Cafetière, sofa, luminaires… A Nancy, une exposition interroge notre rapport intime aux objets du quotidien.

Signes d’une époque consumériste, nos intérieurs n’ont jamais été aussi chargés d’objets censés améliorer notre bien-être. Mais que cache ou révèle la notion de confort, aujourd’hui dans les pays industrialisés ? Telle est l’intelligente question que soulève l’exposition « Zones de confort » à la galerie Poirel, à Nancy, jusqu’au17 avril.

La réponse prend la forme d’un petit théâtre des vanités où les objets-acteurs de notre bien-être – une centaine de pièces puisées dans les collections du Centre national des arts plastiques (CNAP) – paradent au milieu des salles, mis en scène par Gaëlle Gabillet et Stéphane Villard, alias GGSV. Le public est invité à entrer par l' »Office », où trônent de rutilants appareils ménagers. Cafetière, machine à laver, fer à repasser ou Cocotte-Minute… sont disposés sur une grande roue aux lumières clinquantes, façon présentoir de grand magasin.

Ces assistants domestiques d’aujourd’hui, symboles du « confort moderne », doivent, historiquement, beaucoup au design. « Il a fallu habiller moteurs, résistances, turbines, et définir les interfaces de commande de ces machines domestiques aux opérations parfois complexes », souligne Stéphane Villard, co-commissaire de l’exposition. Le design s’est posé en garant de la compréhension et de la manipulation, facilitant l’usage et l’entretien. »

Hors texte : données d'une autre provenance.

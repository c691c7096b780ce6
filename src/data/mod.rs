pub mod coerce;
pub mod loader;

use crate::analysis::price_index::IndexError;
use thiserror::Error;

#[derive(Debug, Error)]
pub enum DataError {
    #[error("CSV error: {0}")]
    Csv(#[from] csv::Error),
    #[error("I/O error: {0}")]
    Io(#[from] std::io::Error),
    #[error("Missing required column: {0}")]
    MissingColumn(String),
    #[error("Malformed amount in column {column:?}: {value:?}")]
    MalformedAmount { column: String, value: String },
    #[error("Invalid year in column {column:?}: {value:?}")]
    InvalidYear { column: String, value: String },
    #[error("Normalization failed for row {row}: {source}")]
    Normalization {
        row: usize,
        #[source]
        source: IndexError,
    },
    #[error("Adjusted amount for row {row} overflows: {amount}")]
    AdjustmentOverflow { row: usize, amount: u64 },
    #[error("No data rows in {0}")]
    EmptyInput(String),
}

pub type Result<T> = std::result::Result<T, DataError>;

/// A CSV file held in memory: header names plus rows of text fields in header order.
#[derive(Debug, Clone, Default, PartialEq)]
pub struct Table {
    pub headers: Vec<String>,
    pub rows: Vec<Vec<String>>,
}

impl Table {
    pub fn new(headers: Vec<String>) -> Self {
        Self {
            headers,
            rows: Vec::new(),
        }
    }

    pub fn column_index(&self, name: &str) -> Result<usize> {
        self.headers
            .iter()
            .position(|h| h == name)
            .ok_or_else(|| DataError::MissingColumn(name.to_string()))
    }

    pub fn column(&self, name: &str) -> Result<Vec<&str>> {
        let idx = self.column_index(name)?;
        Ok(self
            .rows
            .iter()
            .map(|row| row.get(idx).map(String::as_str).unwrap_or(""))
            .collect())
    }

    /// Append a column, or overwrite it in place when the header already exists.
    /// `values` must hold one entry per row.
    pub fn set_column(&mut self, name: &str, values: Vec<String>) {
        let idx = match self.headers.iter().position(|h| h == name) {
            Some(idx) => idx,
            None => {
                self.headers.push(name.to_string());
                self.headers.len() - 1
            }
        };

        for (row, value) in self.rows.iter_mut().zip(values) {
            if row.len() <= idx {
                row.resize(idx + 1, String::new());
            }
            row[idx] = value;
        }
    }

    pub fn len(&self) -> usize {
        self.rows.len()
    }

    pub fn is_empty(&self) -> bool {
        self.rows.is_empty()
    }
}
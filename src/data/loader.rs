use super::{DataError, Result, Table};
use csv::{ReaderBuilder, WriterBuilder};
use std::collections::HashSet;
use std::fs;
use std::path::Path;
use tracing::debug;

pub struct DataLoader;

impl DataLoader {
    pub fn verify_required_columns(headers: &[String], required: &[&str]) -> Result<()> {
        let headers_set: HashSet<_> = headers.iter().map(String::as_str).collect();

        for column in required {
            if !headers_set.contains(column) {
                return Err(DataError::MissingColumn(column.to_string()));
            }
        }
        Ok(())
    }

    pub fn load<P: AsRef<Path>>(path: P) -> Result<Table> {
        let path = path.as_ref();
        let mut rdr = ReaderBuilder::new()
            .has_headers(true)
            .flexible(true)
            .trim(csv::Trim::All)
            .from_path(path)?;

        let headers: Vec<String> = rdr.headers()?.iter().map(|s| s.to_string()).collect();
        let width = headers.len();
        let mut table = Table::new(headers);

        for result in rdr.records() {
            let record = result?;
            // Short rows are padded so every row lines up with the header
            let mut row: Vec<String> = record.iter().map(|s| s.to_string()).collect();
            if row.len() < width {
                row.resize(width, String::new());
            }
            table.rows.push(row);
        }

        if table.is_empty() {
            return Err(DataError::EmptyInput(path.display().to_string()));
        }

        debug!(
            path = %path.display(),
            rows = table.len(),
            columns = table.headers.len(),
            "loaded table"
        );
        Ok(table)
    }

    pub fn load_with_columns<P: AsRef<Path>>(path: P, required: &[&str]) -> Result<Table> {
        let table = Self::load(path)?;
        Self::verify_required_columns(&table.headers, required)?;
        Ok(table)
    }

    pub fn save<P: AsRef<Path>>(path: P, table: &Table) -> Result<()> {
        let path = path.as_ref();
        if let Some(parent) = path.parent().filter(|p| !p.as_os_str().is_empty()) {
            fs::create_dir_all(parent)?;
        }

        let mut wtr = WriterBuilder::new().flexible(true).from_path(path)?;
        wtr.write_record(&table.headers)?;
        for row in &table.rows {
            wtr.write_record(row)?;
        }
        wtr.flush()?;

        debug!(path = %path.display(), rows = table.len(), "wrote table");
        Ok(())
    }
}

#[cfg(test)]
mod tests {
    use super::*;

    #[test]
    fn test_round_trip_keeps_grouped_amounts_quoted() {
        let dir = tempfile::tempdir().unwrap();
        let path = dir.path().join("nested").join("out.csv");

        let mut table = Table::new(vec!["Film Title".into(), "Revenue".into()]);
        table.rows.push(vec!["Alien".into(), "~104,931,801".into()]);
        DataLoader::save(&path, &table).unwrap();

        let contents = fs::read_to_string(&path).unwrap();
        assert!(contents.contains("\"~104,931,801\""));
        assert_eq!(DataLoader::load(&path).unwrap(), table);
    }

    #[test]
    fn test_header_only_file_is_empty_input() {
        let dir = tempfile::tempdir().unwrap();
        let path = dir.path().join("empty.csv");
        fs::write(&path, "Film Title,Year\n").unwrap();
        assert!(matches!(
            DataLoader::load(&path),
            Err(DataError::EmptyInput(_))
        ));
    }

    #[test]
    fn test_required_columns() {
        let headers = vec!["Film Title".to_string(), "Year".to_string()];
        assert!(DataLoader::verify_required_columns(&headers, &["Year"]).is_ok());
        assert!(matches!(
            DataLoader::verify_required_columns(&headers, &["Year", "Budget"]),
            Err(DataError::MissingColumn(c)) if c == "Budget"
        ));
    }

    #[test]
    fn test_short_rows_are_padded() {
        let dir = tempfile::tempdir().unwrap();
        let path = dir.path().join("short.csv");
        fs::write(&path, "Film Title,Year,Budget\nAlien,1979\n").unwrap();
        let table = DataLoader::load(&path).unwrap();
        assert_eq!(table.rows[0], vec!["Alien", "1979", ""]);
    }
}
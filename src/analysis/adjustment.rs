use super::normalizer::FixedMultiplier;
use super::{Result, RunContext};
use crate::charts::{BarComparison, ChartRenderer, LineChart, Series};
use crate::config::{
    AdjustmentJob, AdjustmentMethod, ChartConfig, ChartKind, ColumnMapping, ConfigError,
};
use crate::data::coerce::{format_amount, parse_amount, parse_year};
use crate::data::loader::DataLoader;
use crate::data::{DataError, Table};
use std::path::PathBuf;
use tracing::{debug, info, warn};

#[derive(Debug, Clone, Copy, PartialEq, Eq)]
pub struct AdjustedAmount {
    pub original: u64,
    pub adjusted: u64,
}

/// Per-row results for one source column; `None` where the sentinel was written.
#[derive(Debug, Clone, PartialEq)]
pub struct AdjustedColumn {
    pub source: String,
    pub target: String,
    pub amounts: Vec<Option<AdjustedAmount>>,
}

impl AdjustedColumn {
    pub fn adjusted_count(&self) -> usize {
        self.amounts.iter().filter(|a| a.is_some()).count()
    }

    pub fn skipped_count(&self) -> usize {
        self.amounts.len() - self.adjusted_count()
    }
}

#[derive(Debug)]
pub struct AdjustmentReport {
    pub job: String,
    pub rows: usize,
    pub columns: Vec<AdjustedColumn>,
    pub output: PathBuf,
    pub chart: Option<PathBuf>,
}

enum Method {
    PriceIndex { year_idx: usize },
    Fixed(FixedMultiplier),
}

fn cell(row: &[String], idx: usize) -> &str {
    row.get(idx).map(String::as_str).unwrap_or("")
}

fn resolve_method(table: &Table, job: &AdjustmentJob, ctx: &RunContext) -> Result<Method> {
    match job.method {
        AdjustmentMethod::PriceIndex => Ok(Method::PriceIndex {
            year_idx: table.column_index(&job.year_column)?,
        }),
        AdjustmentMethod::FixedMultiplier => {
            let multiplier = job.multiplier.ok_or_else(|| ConfigError::InvalidJob {
                job: job.name.clone(),
                reason: "fixed_multiplier needs a multiplier".to_string(),
            })?;
            Ok(Method::Fixed(FixedMultiplier::new(
                multiplier,
                ctx.normalizer.rounding(),
            )))
        }
    }
}

fn adjust_column(
    table: &mut Table,
    job: &AdjustmentJob,
    mapping: &ColumnMapping,
    method: &Method,
    ctx: &RunContext,
) -> Result<AdjustedColumn> {
    let source_idx = table.column_index(&mapping.source)?;
    let mut amounts = Vec::with_capacity(table.len());

    for (i, row) in table.rows.iter_mut().enumerate() {
        let row_no = i + 1;
        let original = match parse_amount(&mapping.source, cell(row, source_idx)) {
            Ok(amount) => amount,
            Err(err) => {
                amounts.push(ctx.skip_or_abort(row_no, err, "sentinel written")?);
                continue;
            }
        };
        if job.reformat_source {
            if let Some(field) = row.get_mut(source_idx) {
                *field = format_amount(original);
            }
        }

        let adjusted = match method {
            Method::PriceIndex { year_idx } => parse_year(&job.year_column, cell(row, *year_idx))
                .and_then(|year| {
                    ctx.normalizer
                        .normalize(original, year)
                        .map_err(|source| DataError::Normalization {
                            row: row_no,
                            source,
                        })
                }),
            Method::Fixed(multiplier) => {
                multiplier
                    .apply(original)
                    .ok_or(DataError::AdjustmentOverflow {
                        row: row_no,
                        amount: original,
                    })
            }
        };

        match adjusted {
            Ok(adjusted) => {
                debug!(row = row_no, original, adjusted, column = %mapping.source, "adjusted");
                amounts.push(Some(AdjustedAmount { original, adjusted }));
            }
            Err(err) => amounts.push(ctx.skip_or_abort(row_no, err, "sentinel written")?),
        }
    }

    let rendered = amounts
        .iter()
        .map(|a| match a {
            Some(a) => a.adjusted.to_string(),
            None => ctx.sentinel.clone(),
        })
        .collect();
    table.set_column(&mapping.target, rendered);

    Ok(AdjustedColumn {
        source: mapping.source.clone(),
        target: mapping.target.clone(),
        amounts,
    })
}

/// Adjust every mapped column in place, appending one target column per source column.
pub fn adjust_table(
    table: &mut Table,
    job: &AdjustmentJob,
    ctx: &RunContext,
) -> Result<Vec<AdjustedColumn>> {
    job.validate()?;
    let method = resolve_method(table, job, ctx)?;

    job.columns
        .iter()
        .map(|mapping| adjust_column(table, job, mapping, &method, ctx))
        .collect()
}

fn build_chart(
    table: &Table,
    job: &AdjustmentJob,
    column: &AdjustedColumn,
    chart: &ChartConfig,
    ctx: &RunContext,
) -> Result<Option<ChartSpec>> {
    let titles = table.column(&job.label_column)?;

    let mut labels = Vec::new();
    let mut originals = Vec::new();
    let mut adjusted = Vec::new();
    for (title, amount) in titles.iter().zip(&column.amounts) {
        if let Some(amount) = amount {
            labels.push(title.to_string());
            originals.push(amount.original);
            adjusted.push(amount.adjusted);
        }
    }

    if labels.is_empty() {
        warn!(job = %job.name, chart = %chart.title, "no adjusted rows to chart");
        return Ok(None);
    }

    let path = ctx.resolve(&chart.file);
    let adjusted_name = chart
        .adjusted_label
        .clone()
        .unwrap_or_else(|| column.target.clone());

    let spec = match chart.kind {
        ChartKind::Line => ChartSpec::Line(LineChart {
            title: chart.title.clone(),
            labels,
            series: Series::new(adjusted_name, adjusted),
            path,
        }),
        ChartKind::BarComparison => ChartSpec::Bar(BarComparison {
            title: chart.title.clone(),
            labels,
            left: Series::new(
                chart
                    .original_label
                    .clone()
                    .unwrap_or_else(|| column.source.clone()),
                originals,
            ),
            right: Series::new(adjusted_name, adjusted),
            path,
        }),
    };
    Ok(Some(spec))
}

enum ChartSpec {
    Line(LineChart),
    Bar(BarComparison),
}

pub fn run_adjustment(
    job: &AdjustmentJob,
    ctx: &RunContext,
    renderer: &mut dyn ChartRenderer,
) -> Result<AdjustmentReport> {
    info!(job = %job.name, input = %job.input.display(), "running adjustment");

    let mut required: Vec<&str> = vec![job.label_column.as_str()];
    if job.method == AdjustmentMethod::PriceIndex {
        required.push(job.year_column.as_str());
    }
    required.extend(job.columns.iter().map(|c| c.source.as_str()));

    let mut table = DataLoader::load_with_columns(&job.input, &required)?;
    let columns = adjust_table(&mut table, job, ctx)?;

    let output = ctx.resolve(&job.output);
    DataLoader::save(&output, &table)?;

    let chart = match (&job.chart, columns.first()) {
        (Some(chart), Some(first)) => match build_chart(&table, job, first, chart, ctx)? {
            Some(ChartSpec::Line(line)) => {
                renderer.line_chart(&line)?;
                Some(line.path)
            }
            Some(ChartSpec::Bar(bar)) => {
                renderer.bar_comparison(&bar)?;
                Some(bar.path)
            }
            None => None,
        },
        _ => None,
    };

    for column in &columns {
        info!(
            job = %job.name,
            column = %column.source,
            adjusted = column.adjusted_count(),
            skipped = column.skipped_count(),
            "column adjusted"
        );
    }

    Ok(AdjustmentReport {
        job: job.name.clone(),
        rows: table.len(),
        columns,
        output,
        chart,
    })
}
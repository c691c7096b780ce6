pub mod adjustment;
pub mod comparison;
pub mod normalizer;
pub mod price_index;

use crate::charts::ChartError;
use crate::config::{Config, ConfigError};
use crate::data::DataError;
use crate::types::UnknownPolicy;
use normalizer::ValueNormalizer;
use std::path::{Path, PathBuf};
use thiserror::Error;
use tracing::warn;

#[derive(Debug, Error)]
pub enum JobError {
    #[error(transparent)]
    Data(#[from] DataError),
    #[error(transparent)]
    Chart(#[from] ChartError),
    #[error(transparent)]
    Config(#[from] ConfigError),
}

pub type Result<T> = std::result::Result<T, JobError>;

/// Settings shared by every job in one run.
#[derive(Debug, Clone)]
pub struct RunContext<'a> {
    pub normalizer: ValueNormalizer<'a>,
    pub policy: UnknownPolicy,
    pub sentinel: String,
    pub output_dir: Option<PathBuf>,
}

impl<'a> RunContext<'a> {
    pub fn new(normalizer: ValueNormalizer<'a>) -> Self {
        Self {
            normalizer,
            policy: UnknownPolicy::default(),
            sentinel: "Unknown".to_string(),
            output_dir: None,
        }
    }

    pub fn from_config(config: &Config, normalizer: ValueNormalizer<'a>) -> Self {
        Self {
            normalizer,
            policy: config.unknown_policy,
            sentinel: config.sentinel.clone(),
            output_dir: config.output_dir.clone(),
        }
    }

    pub fn with_policy(mut self, policy: UnknownPolicy) -> Self {
        self.policy = policy;
        self
    }

    pub fn with_output_dir(mut self, dir: impl Into<PathBuf>) -> Self {
        self.output_dir = Some(dir.into());
        self
    }

    pub fn resolve(&self, path: &Path) -> PathBuf {
        match &self.output_dir {
            Some(dir) if path.is_relative() => dir.join(path),
            _ => path.to_path_buf(),
        }
    }

    /// Apply the run-wide policy to a field that could not be adjusted:
    /// `Ok(None)` means the caller skips the row as described by `action`,
    /// `Err` aborts the run.
    pub(crate) fn skip_or_abort<T>(
        &self,
        row: usize,
        err: DataError,
        action: &str,
    ) -> Result<Option<T>> {
        match self.policy {
            UnknownPolicy::Abort => Err(err.into()),
            UnknownPolicy::Sentinel => {
                warn!(row, error = %err, action, "row skipped");
                Ok(None)
            }
        }
    }
}

#[cfg(test)]
mod tests {
    use super::*;
    use crate::analysis::price_index::{IndexError, PriceIndexTable};
    use crate::types::{RoundingMode, Year};

    fn unknown_year() -> DataError {
        DataError::Normalization {
            row: 2,
            source: IndexError::UnknownYear(Year::new(2099)),
        }
    }

    #[test]
    fn test_skip_or_abort_follows_policy() {
        let table = PriceIndexTable::cpi_u();
        let ctx = RunContext::new(ValueNormalizer::new(&table, RoundingMode::HalfEven));

        let skipped = ctx
            .skip_or_abort::<u64>(2, unknown_year(), "dropped from chart")
            .unwrap();
        assert_eq!(skipped, None);

        let ctx = ctx.with_policy(UnknownPolicy::Abort);
        assert!(matches!(
            ctx.skip_or_abort::<u64>(2, unknown_year(), "sentinel written"),
            Err(JobError::Data(DataError::Normalization { row: 2, .. }))
        ));
    }
}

Le réalisateur Jacques Tati, dans « Mon oncle » (1958), appelle à se méfier de ces machines qui risquent d’asservir l’humain. Cependant, de 1950 à 1970, les foyers français s’équipent à tour de bras, grâce à la production industrielle des appareils ménagers qui les rend accessibles. Bonne nouvelle : les corvées domestiques (traditionnellement attribuées à la « ménagère ») s’allègent considérablement, en temps passé comme en pénibilité. « La femme a gagné quatre semaines de congés supplémentaires » (par rapport à la lessive à la main), clame une publicité pour une machine à laver Brandt, en 1963. Contrepartie : une horloge – présentée dans l’exposition – invite à observer, en temps réel, les consommations d’eau, de gaz, d’électricité… qui accompagnent chaque nouvel équipement.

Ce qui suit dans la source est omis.